The German cockroach is one of the most common and prominent household cockroaches in the world, and can be found throughout many human settlements in the world. These insects are particularly fond of inhabiting restaurants, food processing facilities, hotel rooms, and nursing homes. In colder climates, it is found only near human habitats.
The German cockroach is originally from Asia and it is also very closely related to the Asia cockroach to the extent that to the casual observer they appear nearly identical and may be mistaken for the other.
The German cockroach has three life stages typical of insects with incomplete metamorphosis: the egg, nymph, and adult. The entire life cycle is completed in about 100 days. However, factors such as temperature, nutritional status, and strain differences may influence the time required to complete a life cycle.
German cockroaches breed continuously with many overlapping generations present at any one time.
Under ideal conditions, population growth has been shown to be exponential. Actively growing field populations are comprised of 80 percent nymphs and 20 percent adults.
The German cockroach is omnivorous, eating table scraps, pet food, and even book bindings.
- Adult size: 13 -16 mm
- Number of moults: 5 – 7
- Development time (Egg to adult): 1 – 3 months
- Length of adult stage: 3 – 6 months
- Number of ootheca produced in female lifetime: Average 5
- Number of eggs produced per ootheca: Average 30 – 40
How they affect you
Cockroaches can carry dysentery, gastro-enteritis typhoid and food poisoning organisms.
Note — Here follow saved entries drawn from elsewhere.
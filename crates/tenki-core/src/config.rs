use anyhow::{Context, Result};
use serde::{Deserialize, Serialize};
use std::path::{Path, PathBuf};
use url::Url;

/// Placeholder substituted with an office code in the forecast URL template
pub const AREA_CODE_PLACEHOLDER: &str = "{area_code}";

/// Placeholder substituted with a weather code in the icon URL template
pub const ICON_CODE_PLACEHOLDER: &str = "{code}";

const DEFAULT_AREA_URL: &str = "https://www.jma.go.jp/bosai/common/const/area.json";
const DEFAULT_FORECAST_URL_TEMPLATE: &str =
    "https://www.jma.go.jp/bosai/forecast/data/forecast/{area_code}.json";
const DEFAULT_ICON_URL_TEMPLATE: &str = "https://www.jma.go.jp/bosai/forecast/img/{code}.svg";
const DEFAULT_DATABASE_FILE: &str = "weather_forecast.db";

/// Configuration validation errors
#[derive(Debug, Clone)]
pub struct ConfigValidationError {
    pub field: String,
    pub message: String,
}

impl std::fmt::Display for ConfigValidationError {
    fn fmt(&self, f: &mut std::fmt::Formatter<'_>) -> std::fmt::Result {
        write!(f, "{}: {}", self.field, self.message)
    }
}

/// Result of config validation
#[derive(Debug, Clone, Default)]
pub struct ValidationResult {
    pub errors: Vec<ConfigValidationError>,
    pub warnings: Vec<ConfigValidationError>,
}

impl ValidationResult {
    /// Returns true if there are no errors (warnings are OK)
    pub fn is_valid(&self) -> bool {
        self.errors.is_empty()
    }

    pub fn add_error(&mut self, field: impl Into<String>, message: impl Into<String>) {
        self.errors.push(ConfigValidationError {
            field: field.into(),
            message: message.into(),
        });
    }

    pub fn add_warning(&mut self, field: impl Into<String>, message: impl Into<String>) {
        self.warnings.push(ConfigValidationError {
            field: field.into(),
            message: message.into(),
        });
    }

    /// Get a user-friendly message summarizing all errors
    pub fn error_summary(&self) -> String {
        self.errors
            .iter()
            .map(|e| e.to_string())
            .collect::<Vec<_>>()
            .join("; ")
    }
}

#[derive(Debug, Clone, Default, Serialize, Deserialize)]
pub struct Config {
    /// JMA endpoints
    #[serde(default)]
    pub jma: JmaConfig,

    /// HTTP client settings
    #[serde(default)]
    pub http: HttpConfig,

    /// Local forecast store
    #[serde(default)]
    pub storage: StorageConfig,
}

#[derive(Debug, Clone, Serialize, Deserialize)]
#[serde(default)]
pub struct JmaConfig {
    /// Area directory document (centers and offices)
    pub area_url: String,

    /// Per-office forecast document, `{area_code}` is replaced by the office code
    pub forecast_url_template: String,

    /// Forecast icon image, `{code}` is replaced by the 3-digit weather code
    pub icon_url_template: String,
}

impl Default for JmaConfig {
    fn default() -> Self {
        Self {
            area_url: DEFAULT_AREA_URL.to_string(),
            forecast_url_template: DEFAULT_FORECAST_URL_TEMPLATE.to_string(),
            icon_url_template: DEFAULT_ICON_URL_TEMPLATE.to_string(),
        }
    }
}

impl JmaConfig {
    /// Forecast URL for one office code
    pub fn forecast_url(&self, area_code: &str) -> String {
        self.forecast_url_template
            .replace(AREA_CODE_PLACEHOLDER, area_code)
    }

    /// Icon URL for one weather code
    pub fn icon_url(&self, weather_code: &str) -> String {
        self.icon_url_template
            .replace(ICON_CODE_PLACEHOLDER, weather_code)
    }
}

#[derive(Debug, Clone, Default, Serialize, Deserialize)]
pub struct HttpConfig {
    /// Request timeout in seconds. Unset means the HTTP client's default (none).
    #[serde(default, skip_serializing_if = "Option::is_none")]
    pub timeout_secs: Option<u64>,
}

#[derive(Debug, Clone, Serialize, Deserialize)]
pub struct StorageConfig {
    /// SQLite database file holding the `weather_forecasts` table
    #[serde(default = "default_database_path_str")]
    pub database_path: String,
}

fn default_database_path_str() -> String {
    dirs::data_dir()
        .map(|d| d.join("tenki"))
        .unwrap_or_else(|| PathBuf::from("."))
        .join(DEFAULT_DATABASE_FILE)
        .to_string_lossy()
        .into_owned()
}

impl Default for StorageConfig {
    fn default() -> Self {
        Self {
            database_path: default_database_path_str(),
        }
    }
}

impl StorageConfig {
    pub fn database_path(&self) -> PathBuf {
        PathBuf::from(&self.database_path)
    }
}

impl Config {
    /// Load configuration from the user config directory, creating default if it doesn't exist
    pub fn load() -> Result<Self> {
        Self::load_from(&Self::config_path()?)
    }

    /// Load configuration from an explicit file, creating default if it doesn't exist
    pub fn load_from(config_path: &Path) -> Result<Self> {
        if !config_path.exists() {
            let config = Self::default();
            config.save_to(config_path)?;
            return Ok(config);
        }

        let contents =
            std::fs::read_to_string(config_path).context("Failed to read config file")?;

        let config: Config = toml::from_str(&contents).context("Failed to parse config file")?;

        Ok(config)
    }

    /// Load configuration and validate it
    ///
    /// Returns an error if validation fails with critical errors.
    pub fn load_validated(config_path: Option<&Path>) -> Result<(Self, ValidationResult)> {
        let config = match config_path {
            Some(path) => Self::load_from(path)?,
            None => Self::load()?,
        };
        let validation = config.validate();

        if !validation.is_valid() {
            anyhow::bail!(
                "Configuration validation failed: {}",
                validation.error_summary()
            );
        }

        for warning in &validation.warnings {
            tracing::warn!("Config warning: {}", warning);
        }

        Ok((config, validation))
    }

    pub fn validate(&self) -> ValidationResult {
        let mut result = ValidationResult::default();

        self.validate_url(&self.jma.area_url, "jma.area_url", &mut result);

        if self.jma.forecast_url_template.contains(AREA_CODE_PLACEHOLDER) {
            self.validate_url(
                &self.jma.forecast_url("130000"),
                "jma.forecast_url_template",
                &mut result,
            );
        } else {
            result.add_error(
                "jma.forecast_url_template",
                format!("Template must contain {}", AREA_CODE_PLACEHOLDER),
            );
        }

        if self.jma.icon_url_template.contains(ICON_CODE_PLACEHOLDER) {
            self.validate_url(
                &self.jma.icon_url("100"),
                "jma.icon_url_template",
                &mut result,
            );
        } else {
            // Cards still render, every icon just points at the same image
            result.add_warning(
                "jma.icon_url_template",
                format!("Template has no {} placeholder", ICON_CODE_PLACEHOLDER),
            );
        }

        match self.http.timeout_secs {
            Some(0) => result.add_error("http.timeout_secs", "Timeout must be greater than 0"),
            Some(secs) if secs > 300 => {
                result.add_warning("http.timeout_secs", "Timeout is unusually long (>300s)")
            }
            _ => {}
        }

        if self.storage.database_path.trim().is_empty() {
            result.add_error("storage.database_path", "Database path must not be empty");
        } else if self.storage.database_path().is_dir() {
            result.add_error(
                "storage.database_path",
                format!(
                    "Path is a directory: {}",
                    self.storage.database_path().display()
                ),
            );
        }

        result
    }

    fn validate_url(&self, url_str: &str, field_name: &str, result: &mut ValidationResult) {
        match Url::parse(url_str) {
            Ok(url) => {
                if url.scheme() != "http" && url.scheme() != "https" {
                    result.add_error(
                        field_name,
                        format!("URL must use http or https scheme, got: {}", url.scheme()),
                    );
                }

                if url.host().is_none() {
                    result.add_error(field_name, "URL must have a host");
                }
            }
            Err(e) => {
                result.add_error(field_name, format!("Invalid URL: {}", e));
            }
        }
    }

    /// Save configuration to file
    pub fn save_to(&self, config_path: &Path) -> Result<()> {
        if let Some(parent) = config_path.parent() {
            std::fs::create_dir_all(parent).context("Failed to create config directory")?;
        }

        let contents = toml::to_string_pretty(self).context("Failed to serialize config")?;

        std::fs::write(config_path, contents).context("Failed to write config file")?;

        Ok(())
    }

    /// Get the path to the configuration file
    pub fn config_path() -> Result<PathBuf> {
        let config_dir = dirs::config_dir()
            .context("Failed to get config directory")?
            .join("tenki");

        Ok(config_dir.join("config.toml"))
    }
}

#[cfg(test)]
mod tests {
    #![allow(clippy::unwrap_used, clippy::expect_used, clippy::panic)]
    use super::*;

    #[test]
    fn test_valid_default_config() {
        let config = Config::default();
        let result = config.validate();
        assert!(result.is_valid(), "Default config should be valid: {:?}", result.errors);
    }

    #[test]
    fn test_forecast_url_substitution() {
        let jma = JmaConfig::default();
        assert_eq!(
            jma.forecast_url("130000"),
            "https://www.jma.go.jp/bosai/forecast/data/forecast/130000.json"
        );
        assert_eq!(
            jma.icon_url("201"),
            "https://www.jma.go.jp/bosai/forecast/img/201.svg"
        );
    }

    #[test]
    fn test_invalid_area_url() {
        let mut config = Config::default();
        config.jma.area_url = "not-a-url".to_string();
        let result = config.validate();
        assert!(!result.is_valid());
        assert!(result.errors.iter().any(|e| e.field == "jma.area_url"));
    }

    #[test]
    fn test_invalid_url_scheme() {
        let mut config = Config::default();
        config.jma.area_url = "ftp://www.jma.go.jp/area.json".to_string();
        let result = config.validate();
        assert!(result.errors.iter().any(|e| e.message.contains("http or https")));
    }

    #[test]
    fn test_template_without_placeholder_is_error() {
        let mut config = Config::default();
        config.jma.forecast_url_template = "https://www.jma.go.jp/forecast.json".to_string();
        let result = config.validate();
        assert!(!result.is_valid());
        assert!(result
            .errors
            .iter()
            .any(|e| e.field == "jma.forecast_url_template"));
    }

    #[test]
    fn test_icon_template_without_placeholder_is_warning() {
        let mut config = Config::default();
        config.jma.icon_url_template = "https://example.com/icon.svg".to_string();
        let result = config.validate();
        assert!(result.is_valid());
        assert!(result.warnings.iter().any(|w| w.field == "jma.icon_url_template"));
    }

    #[test]
    fn test_zero_timeout_is_error() {
        let mut config = Config::default();
        config.http.timeout_secs = Some(0);
        assert!(!config.validate().is_valid());

        config.http.timeout_secs = Some(30);
        assert!(config.validate().is_valid());
    }

    #[test]
    fn test_load_creates_default_file() {
        let dir = tempfile::tempdir().unwrap();
        let path = dir.path().join("nested").join("config.toml");

        let config = Config::load_from(&path).unwrap();
        assert!(path.exists());
        assert_eq!(config.jma.area_url, DEFAULT_AREA_URL);
    }

    #[test]
    fn test_load_partial_file_uses_defaults() {
        let dir = tempfile::tempdir().unwrap();
        let path = dir.path().join("config.toml");
        std::fs::write(&path, "[storage]\ndatabase_path = \"/tmp/forecast.db\"\n").unwrap();

        let config = Config::load_from(&path).unwrap();
        assert_eq!(config.storage.database_path, "/tmp/forecast.db");
        assert_eq!(config.jma.area_url, DEFAULT_AREA_URL);
        assert!(config.http.timeout_secs.is_none());
    }

    #[test]
    fn test_load_validated_rejects_bad_config() {
        let dir = tempfile::tempdir().unwrap();
        let path = dir.path().join("config.toml");
        std::fs::write(&path, "[http]\ntimeout_secs = 0\n").unwrap();

        let err = Config::load_validated(Some(&path)).unwrap_err();
        assert!(err.to_string().contains("http.timeout_secs"));
    }

    #[test]
    fn test_validation_result_error_summary() {
        let mut result = ValidationResult::default();
        result.add_error("field1", "error1");
        result.add_error("field2", "error2");
        let summary = result.error_summary();
        assert!(summary.contains("field1"));
        assert!(summary.contains("field2"));
    }
}
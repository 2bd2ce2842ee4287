//! Map weather descriptions to JMA icon codes.

/// Code used when no phrase in the table occurs in the description ("clear")
pub const DEFAULT_WEATHER_CODE: &str = "100";

/// Phrase → icon code, checked in declaration order.
///
/// Order decides overlaps: a description containing both 雨 and 雪 gets 300.
pub const WEATHER_CODE_TABLE: [(&str, &str); 16] = [
    ("晴れ", "100"),
    ("晴時々曇", "101"),
    ("晴一時曇", "102"),
    ("晴時々雨", "103"),
    ("晴一時雨", "104"),
    ("晴時々雪", "105"),
    ("晴一時雪", "106"),
    ("曇り", "200"),
    ("曇時々晴", "201"),
    ("曇一時晴", "202"),
    ("曇時々雨", "203"),
    ("曇一時雨", "204"),
    ("曇時々雪", "205"),
    ("曇一時雪", "206"),
    ("雨", "300"),
    ("雪", "400"),
];

/// Icon code for the first table phrase found in `description`
pub fn weather_code(description: &str) -> &'static str {
    WEATHER_CODE_TABLE
        .iter()
        .find(|(phrase, _)| description.contains(phrase))
        .map(|(_, code)| *code)
        .unwrap_or(DEFAULT_WEATHER_CODE)
}

#[cfg(test)]
mod tests {
    use super::*;

    #[test]
    fn test_clear() {
        assert_eq!(weather_code("晴れ"), "100");
    }

    #[test]
    fn test_compound_phrases() {
        assert_eq!(weather_code("晴時々曇"), "101");
        assert_eq!(weather_code("曇一時雨"), "204");
        assert_eq!(weather_code("曇時々雪"), "205");
    }

    #[test]
    fn test_unknown_description_defaults_to_clear() {
        assert_eq!(weather_code("くもり"), DEFAULT_WEATHER_CODE);
        assert_eq!(weather_code(""), DEFAULT_WEATHER_CODE);
    }

    #[test]
    fn test_phrase_found_inside_longer_text() {
        assert_eq!(weather_code("くもり　夜　雨"), "300");
    }

    #[test]
    fn test_first_table_match_wins() {
        // Contains 晴れ and 雨; 晴れ is declared first
        assert_eq!(weather_code("晴れ　時々　雨"), "100");
        // 雪 appears first in the text, 雨 first in the table
        assert_eq!(weather_code("雪か雨"), "300");
        // 曇時々雨 is declared before the bare 雨
        assert_eq!(weather_code("曇時々雨"), "203");
    }
}
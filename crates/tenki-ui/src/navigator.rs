//! Turns user events into new view states.
//!
//! Every event runs its whole fetch → store → render chain before the next
//! one is read, so there is never more than one request in flight.

use tenki_core::StorageConfig;
use tenki_weather::{refresh_forecast, ForecastStore, JmaClient, RefreshOutcome, WeatherError};

use crate::view::{Event, ForecastCard, View, ViewState, DIRECTORY_UNAVAILABLE, FORECAST_UNAVAILABLE};

pub struct Navigator {
    client: JmaClient,
    storage: StorageConfig,
    state: ViewState,
}

impl Navigator {
    pub fn new(client: JmaClient, storage: StorageConfig) -> Self {
        Self {
            client,
            storage,
            state: ViewState::default(),
        }
    }

    pub fn state(&self) -> &ViewState {
        &self.state
    }

    /// Apply one event. A failed action keeps the previous view and sets the error line.
    pub async fn handle(&mut self, event: Event) -> &ViewState {
        self.state.error = None;

        let result = match event {
            Event::SelectGroup(code) => self.show_offices(&code).await,
            Event::SelectOffice { code, name } => self.show_forecast(&code, &name).await,
            Event::Back => {
                self.state.view = View::MainMenu;
                Ok(())
            }
        };

        if let Err(e) = result {
            tracing::error!("Navigation failed: {}", e);
            self.state.error = Some(e.user_message().to_string());
        }

        &self.state
    }

    async fn show_offices(&mut self, group_code: &str) -> Result<(), WeatherError> {
        let Some(directory) = self.client.fetch_area_directory().await? else {
            self.state.error = Some(DIRECTORY_UNAVAILABLE.to_string());
            return Ok(());
        };

        let offices = directory.offices_in(group_code)?;
        let group_name = directory
            .centers
            .get(group_code)
            .map(|c| c.name.clone())
            .unwrap_or_default();

        tracing::info!("Showing {} offices for {}", offices.len(), group_name);
        self.state.view = View::Offices {
            group_code: group_code.to_string(),
            group_name,
            offices,
        };
        Ok(())
    }

    async fn show_forecast(&mut self, office_code: &str, region_name: &str) -> Result<(), WeatherError> {
        let mut store = ForecastStore::open(self.storage.database_path())?;

        match refresh_forecast(&self.client, &mut store, office_code, region_name).await? {
            RefreshOutcome::Unavailable => {
                self.state.error = Some(FORECAST_UNAVAILABLE.to_string());
            }
            RefreshOutcome::Ready(rows) => {
                let cards = rows
                    .iter()
                    .map(|stored| ForecastCard::from_stored(stored, self.client.config()))
                    .collect();
                self.state.view = View::Forecast {
                    region_name: region_name.to_string(),
                    cards,
                };
            }
        }
        Ok(())
    }
}
//! Weather pipeline error types.

use tenki_core::{DatabaseError, NetworkError, RusqliteErrorExt};
use thiserror::Error;

#[derive(Error, Debug)]
pub enum WeatherError {
    #[error("Network error: {0}")]
    Network(#[from] NetworkError),

    /// The body was not the JSON shape we expect (bad syntax or a missing key).
    #[error("Parse error: {0}")]
    Parse(String),

    /// The document decoded but lacks the structure the matcher relies on.
    #[error("Malformed forecast document: {0}")]
    Malformed(String),

    #[error("Store error: {0}")]
    Store(#[from] DatabaseError),
}

impl From<rusqlite::Error> for WeatherError {
    fn from(e: rusqlite::Error) -> Self {
        Self::Store(e.into_database_error())
    }
}

impl WeatherError {
    /// Line shown under the current screen.
    pub fn user_message(&self) -> &'static str {
        match self {
            Self::Network(e) => e.user_message(),
            Self::Parse(_) | Self::Malformed(_) => "気象庁から予期しない形式のデータを受信しました",
            Self::Store(e) => e.user_message(),
        }
    }
}
//! Terminal front-end for Tenki: view states, navigation and rendering.

pub mod input;
pub mod navigator;
pub mod render;
pub mod view;

pub use input::{parse_input, Input};
pub use navigator::Navigator;
pub use render::{render, render_calculator};
pub use view::{Event, ForecastCard, View, ViewState};
//! JMA bosai API client.
//!
//! Transport failures and non-2xx responses are logged and reported as
//! `Ok(None)` so callers can show a "no data" screen. A body that is not the
//! JSON we expect is an error.

use reqwest::Client;
use serde::de::DeserializeOwned;
use std::time::Duration;
use tenki_core::{HttpConfig, JmaConfig, ReqwestErrorExt};
use tracing::instrument;

use crate::error::WeatherError;
use crate::types::{AreaDirectory, ForecastDocument};

#[derive(Debug, Clone)]
pub struct JmaClient {
    client: Client,
    config: JmaConfig,
}

impl JmaClient {
    pub fn new(config: &JmaConfig, http: &HttpConfig) -> Result<Self, WeatherError> {
        let mut builder = Client::builder();
        if let Some(secs) = http.timeout_secs {
            builder = builder.timeout(Duration::from_secs(secs));
        }
        let client = builder.build().map_err(|e| e.into_network_error())?;

        Ok(Self {
            client,
            config: config.clone(),
        })
    }

    pub fn config(&self) -> &JmaConfig {
        &self.config
    }

    /// Fetch the area directory (`centers` and `offices`).
    #[instrument(skip(self), level = "info")]
    pub async fn fetch_area_directory(&self) -> Result<Option<AreaDirectory>, WeatherError> {
        self.get_json(&self.config.area_url, "area directory").await
    }

    /// Fetch the forecast document for one office code.
    #[instrument(skip(self), level = "info")]
    pub async fn fetch_forecast(
        &self,
        area_code: &str,
    ) -> Result<Option<ForecastDocument>, WeatherError> {
        let url = self.config.forecast_url(area_code);
        self.get_json(&url, "forecast").await
    }

    async fn get_json<T: DeserializeOwned>(
        &self,
        url: &str,
        what: &str,
    ) -> Result<Option<T>, WeatherError> {
        let response = match self.client.get(url).send().await {
            Ok(r) => r,
            Err(e) => {
                tracing::warn!("Failed to fetch {} from {}: {}", what, url, e.into_network_error());
                return Ok(None);
            }
        };

        let status = response.status();
        if !status.is_success() {
            tracing::warn!("Fetching {} from {} returned status {}", what, url, status);
            return Ok(None);
        }

        let body = match response.bytes().await {
            Ok(b) => b,
            Err(e) => {
                tracing::warn!("Failed to read {} body: {}", what, e.into_network_error());
                return Ok(None);
            }
        };

        let decoded = serde_json::from_slice(&body)
            .map_err(|e| WeatherError::Parse(format!("{}: {}", what, e)))?;

        tracing::debug!("Fetched {} ({} bytes)", what, body.len());
        Ok(Some(decoded))
    }
}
Germs can be spread from the body of the cockroach or from the droppings they leave behind. Cockroaches will feed on almost anything including faecal matter. Contamination occurs when the cockroaches come into contact with foodstuffs.
Eradication of cockroaches can be complicated and should be carried out by professional pest control operative. They are difficult to treat, their hiding places are often difficult to reach with insecticides and because of the efficiency of the breeding process and the large number of eggs produced, cockroaches are difficult to eradicate and a Comprehensive eradication program is essential. The first step is to monitor the level of the infestation. Inspections should be carried out at night, when the cockroaches are most active, using a torch with a red filter which cockroaches do not respond to. A high standard of hygiene is important in the control of cockroaches and involves refusing access to food and water. This will increase cockroach activity and directed movement increasing the chance of the insects coming across insecticides. Inspections should be carried out at night when the cockroaches are active.
Effective treatment would depend upon the selection and thorough application of an appropriate insecticide. Many insects and egg cases are well hidden and therefore the insecticide must be placed at and around these harbourage s and maintained over the developmental period of the particular species. To control an infestation the insecticide should, if at all possible persist until all egg cases have hatched sustained immigration may demand routine treatments. Regular treatments are necessary at weekly intervals until the infestation is brought under control.
Then maintenance treatments at less frequent intervals, should keep the insect population at an acceptable level. In the beginning there will be a considerable kill of adults and nymphs resulting in only the appearance of young nymphs from time to time. When using sticky traps appropriate placement sites would be beneath equipment, in roof spaces, behind counters, inside ducting and electrical trunking. When cockroaches become trapped they are known to produce aggregation pheromones which make the trap more attractive.
Cockroaches are potential carriers of diseases such as dysentery, gastroenteritis, typhoid and poliomyelitis. Cockroaches are also a source of allergens which can lead to allergic illnesses such as dermatitis, rhinitis, bronchitis and asthma. Their diet is omnivorous and includes fermenting substances, soiled septic dressings, leather, parchment, faeces, hair and food for human consumption. The food may be contaminated by the mechanical transfer of causative agents of disease from the insect’s body or by transmission in the faeces. Cockroaches foul their environment with droppings, castings and regurgitated food. They can taint materials with their distinctive unpleasant smell.